[Stored data]
******************************

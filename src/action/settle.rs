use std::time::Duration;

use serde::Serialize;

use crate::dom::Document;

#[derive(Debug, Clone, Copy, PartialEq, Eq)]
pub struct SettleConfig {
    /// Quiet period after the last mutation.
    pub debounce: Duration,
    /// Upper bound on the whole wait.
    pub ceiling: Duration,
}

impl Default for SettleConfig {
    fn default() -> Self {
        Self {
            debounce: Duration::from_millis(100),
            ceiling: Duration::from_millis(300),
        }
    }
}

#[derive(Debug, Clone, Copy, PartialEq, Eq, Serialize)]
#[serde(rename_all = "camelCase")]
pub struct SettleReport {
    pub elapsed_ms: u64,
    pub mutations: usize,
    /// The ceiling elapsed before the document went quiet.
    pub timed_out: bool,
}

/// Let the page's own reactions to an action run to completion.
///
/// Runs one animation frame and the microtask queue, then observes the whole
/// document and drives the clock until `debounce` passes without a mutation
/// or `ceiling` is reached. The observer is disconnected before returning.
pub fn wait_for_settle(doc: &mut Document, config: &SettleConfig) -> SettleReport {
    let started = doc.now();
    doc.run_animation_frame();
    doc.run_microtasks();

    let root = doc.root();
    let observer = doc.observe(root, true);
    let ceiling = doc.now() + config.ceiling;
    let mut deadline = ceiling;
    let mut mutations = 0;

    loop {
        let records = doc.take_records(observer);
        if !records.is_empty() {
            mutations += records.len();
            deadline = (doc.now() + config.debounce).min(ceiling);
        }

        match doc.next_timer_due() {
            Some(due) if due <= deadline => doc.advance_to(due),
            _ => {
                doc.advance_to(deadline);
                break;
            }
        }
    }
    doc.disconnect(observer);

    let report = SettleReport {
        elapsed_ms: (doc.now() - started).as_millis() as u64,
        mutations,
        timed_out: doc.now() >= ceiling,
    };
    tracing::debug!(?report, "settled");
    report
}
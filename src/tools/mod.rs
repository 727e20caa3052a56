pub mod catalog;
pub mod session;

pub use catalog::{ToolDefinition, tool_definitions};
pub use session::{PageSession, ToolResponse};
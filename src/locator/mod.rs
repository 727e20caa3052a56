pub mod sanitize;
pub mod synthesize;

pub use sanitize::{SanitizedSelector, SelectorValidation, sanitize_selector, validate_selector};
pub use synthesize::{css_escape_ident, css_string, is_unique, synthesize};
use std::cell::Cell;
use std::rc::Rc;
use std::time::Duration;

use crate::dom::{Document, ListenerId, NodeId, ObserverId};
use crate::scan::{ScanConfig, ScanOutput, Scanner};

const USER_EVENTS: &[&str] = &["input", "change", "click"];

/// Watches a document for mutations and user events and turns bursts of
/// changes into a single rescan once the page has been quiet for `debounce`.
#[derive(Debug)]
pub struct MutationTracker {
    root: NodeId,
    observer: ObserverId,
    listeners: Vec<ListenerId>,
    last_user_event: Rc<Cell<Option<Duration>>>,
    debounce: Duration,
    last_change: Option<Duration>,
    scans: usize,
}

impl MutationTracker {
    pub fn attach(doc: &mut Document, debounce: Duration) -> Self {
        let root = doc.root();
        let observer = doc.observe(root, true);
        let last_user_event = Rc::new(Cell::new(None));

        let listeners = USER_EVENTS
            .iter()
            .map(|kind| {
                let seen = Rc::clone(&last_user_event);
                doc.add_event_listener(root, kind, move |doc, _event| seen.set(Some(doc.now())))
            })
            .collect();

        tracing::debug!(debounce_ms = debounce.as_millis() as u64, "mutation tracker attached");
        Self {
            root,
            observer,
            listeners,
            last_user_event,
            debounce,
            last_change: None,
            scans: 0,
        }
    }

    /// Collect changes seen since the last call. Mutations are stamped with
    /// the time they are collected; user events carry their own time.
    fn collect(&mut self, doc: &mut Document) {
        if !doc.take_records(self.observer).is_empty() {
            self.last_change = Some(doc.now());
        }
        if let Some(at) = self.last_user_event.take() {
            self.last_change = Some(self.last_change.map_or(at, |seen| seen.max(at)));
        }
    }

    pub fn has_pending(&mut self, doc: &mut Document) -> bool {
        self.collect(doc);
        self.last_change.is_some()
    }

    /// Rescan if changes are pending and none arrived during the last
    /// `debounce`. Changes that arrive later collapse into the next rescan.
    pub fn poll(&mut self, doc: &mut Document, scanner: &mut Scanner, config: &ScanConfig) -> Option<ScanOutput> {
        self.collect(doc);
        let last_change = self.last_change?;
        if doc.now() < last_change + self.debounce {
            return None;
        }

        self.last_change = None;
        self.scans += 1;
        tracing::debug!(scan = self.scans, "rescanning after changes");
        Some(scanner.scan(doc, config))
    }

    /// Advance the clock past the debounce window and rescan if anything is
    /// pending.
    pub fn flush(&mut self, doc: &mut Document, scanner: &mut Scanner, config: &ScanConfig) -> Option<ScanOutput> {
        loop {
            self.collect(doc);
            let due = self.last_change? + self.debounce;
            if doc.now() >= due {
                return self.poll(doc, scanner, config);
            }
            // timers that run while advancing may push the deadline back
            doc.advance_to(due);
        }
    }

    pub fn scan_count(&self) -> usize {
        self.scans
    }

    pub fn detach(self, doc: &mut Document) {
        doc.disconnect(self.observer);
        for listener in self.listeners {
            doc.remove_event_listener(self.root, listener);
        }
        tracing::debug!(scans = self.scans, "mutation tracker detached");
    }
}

******************************

WHAT THE TASK REQUIRES.
Copy each line of the data above without altering a single character.

FINAL ANSWER.
filename src/action/settle.rs
use std::time::Duration;

use serde::Serialize;

use crate::dom::Document;

#[derive(Debug, Clone, Copy, PartialEq, Eq)]
pub struct SettleConfig {
    /// Quiet period after the last mutation.
    pub debounce: Duration,
    /// Upper bound on the whole wait.
    pub ceiling: Duration,
}

impl Default for SettleConfig {
    fn default() -> Self {
        Self {
            debounce: Duration::from_millis(100),
            ceiling: Duration::from_millis(300),
        }
    }
}

#[derive(Debug, Clone, Copy, PartialEq, Eq, Serialize)]
#[serde(rename_all = "camelCase")]
pub struct SettleReport {
    pub elapsed_ms: u64,
    pub mutations: usize,
    /// The ceiling elapsed before the document went quiet.
    pub timed_out: bool,
}

/// Let the page's own reactions to an action run to completion.
///
/// Runs one animation frame and the microtask queue, then observes the whole
/// document and drives the clock until `debounce` passes without a mutation
/// or `ceiling` is reached. The observer is disconnected before returning.
pub fn wait_for_settle(doc: &mut Document, config: &SettleConfig) -> SettleReport {
    let started = doc.now();
    doc.run_animation_frame();
    doc.run_microtasks();

    let root = doc.root();
    let observer = doc.observe(root, true);
    let ceiling = doc.now() + config.ceiling;
    let mut deadline = ceiling;
    let mut mutations = 0;

    loop {
        let records = doc.take_records(observer);
        if !records.is_empty() {
            mutations += records.len();
            deadline = (doc.now() + config.debounce).min(ceiling);
        }

        match doc.next_timer_due() {
            Some(due) if due <= deadline => doc.advance_to(due),
            _ => {
                doc.advance_to(deadline);
                break;
            }
        }
    }
    doc.disconnect(observer);

    let report = SettleReport {
        elapsed_ms: (doc.now() - started).as_millis() as u64,
        mutations,
        timed_out: doc.now() >= ceiling,
    };
    tracing::debug!(?report, "settled");
    report
}
filename src/tools/mod.rs
repository 727e20caa3052a56
pub mod catalog;
pub mod session;

pub use catalog::{ToolDefinition, tool_definitions};
pub use session::{PageSession, ToolResponse};
filename src/locator/mod.rs
repository 727e20caa3052a56
pub mod sanitize;
pub mod synthesize;

pub use sanitize::{SanitizedSelector, SelectorValidation, sanitize_selector, validate_selector};
pub use synthesize::{css_escape_ident, css_string, is_unique, synthesize};
use std::cell::Cell;
use std::rc::Rc;
use std::time::Duration;

use crate::dom::{Document, ListenerId, NodeId, ObserverId};
use crate::scan::{ScanConfig, ScanOutput, Scanner};

const USER_EVENTS: &[&str] = &["input", "change", "click"];

/// Watches a document for mutations and user events and turns bursts of
/// changes into a single rescan once the page has been quiet for `debounce`.
#[derive(Debug)]
pub struct MutationTracker {
    root: NodeId,
    observer: ObserverId,
    listeners: Vec<ListenerId>,
    last_user_event: Rc<Cell<Option<Duration>>>,
    debounce: Duration,
    last_change: Option<Duration>,
    scans: usize,
}

impl MutationTracker {
    pub fn attach(doc: &mut Document, debounce: Duration) -> Self {
        let root = doc.root();
        let observer = doc.observe(root, true);
        let last_user_event = Rc::new(Cell::new(None));

        let listeners = USER_EVENTS
            .iter()
            .map(|kind| {
                let seen = Rc::clone(&last_user_event);
                doc.add_event_listener(root, kind, move |doc, _event| seen.set(Some(doc.now())))
            })
            .collect();

        tracing::debug!(debounce_ms = debounce.as_millis() as u64, "mutation tracker attached");
        Self {
            root,
            observer,
            listeners,
            last_user_event,
            debounce,
            last_change: None,
            scans: 0,
        }
    }

    /// Collect changes seen since the last call. Mutations are stamped with
    /// the time they are collected; user events carry their own time.
    fn collect(&mut self, doc: &mut Document) {
        if !doc.take_records(self.observer).is_empty() {
            self.last_change = Some(doc.now());
        }
        if let Some(at) = self.last_user_event.take() {
            self.last_change = Some(self.last_change.map_or(at, |seen| seen.max(at)));
        }
    }

    pub fn has_pending(&mut self, doc: &mut Document) -> bool {
        self.collect(doc);
        self.last_change.is_some()
    }

    /// Rescan if changes are pending and none arrived during the last
    /// `debounce`. Changes that arrive later collapse into the next rescan.
    pub fn poll(&mut self, doc: &mut Document, scanner: &mut Scanner, config: &ScanConfig) -> Option<ScanOutput> {
        self.collect(doc);
        let last_change = self.last_change?;
        if doc.now() < last_change + self.debounce {
            return None;
        }

        self.last_change = None;
        self.scans += 1;
        tracing::debug!(scan = self.scans, "rescanning after changes");
        Some(scanner.scan(doc, config))
    }

    /// Advance the clock past the debounce window and rescan if anything is
    /// pending.
    pub fn flush(&mut self, doc: &mut Document, scanner: &mut Scanner, config: &ScanConfig) -> Option<ScanOutput> {
        loop {
            self.collect(doc);
            let due = self.last_change? + self.debounce;
            if doc.now() >= due {
                return self.poll(doc, scanner, config);
            }
            // timers that run while advancing may push the deadline back
            doc.advance_to(due);
        }
    }

    pub fn scan_count(&self) -> usize {
        self.scans
    }

    pub fn detach(self, doc: &mut Document) {
        doc.disconnect(self.observer);
        for listener in self.listeners {
            doc.remove_event_listener(self.root, listener);
        }
        tracing::debug!(scans = self.scans, "mutation tracker detached");
    }
}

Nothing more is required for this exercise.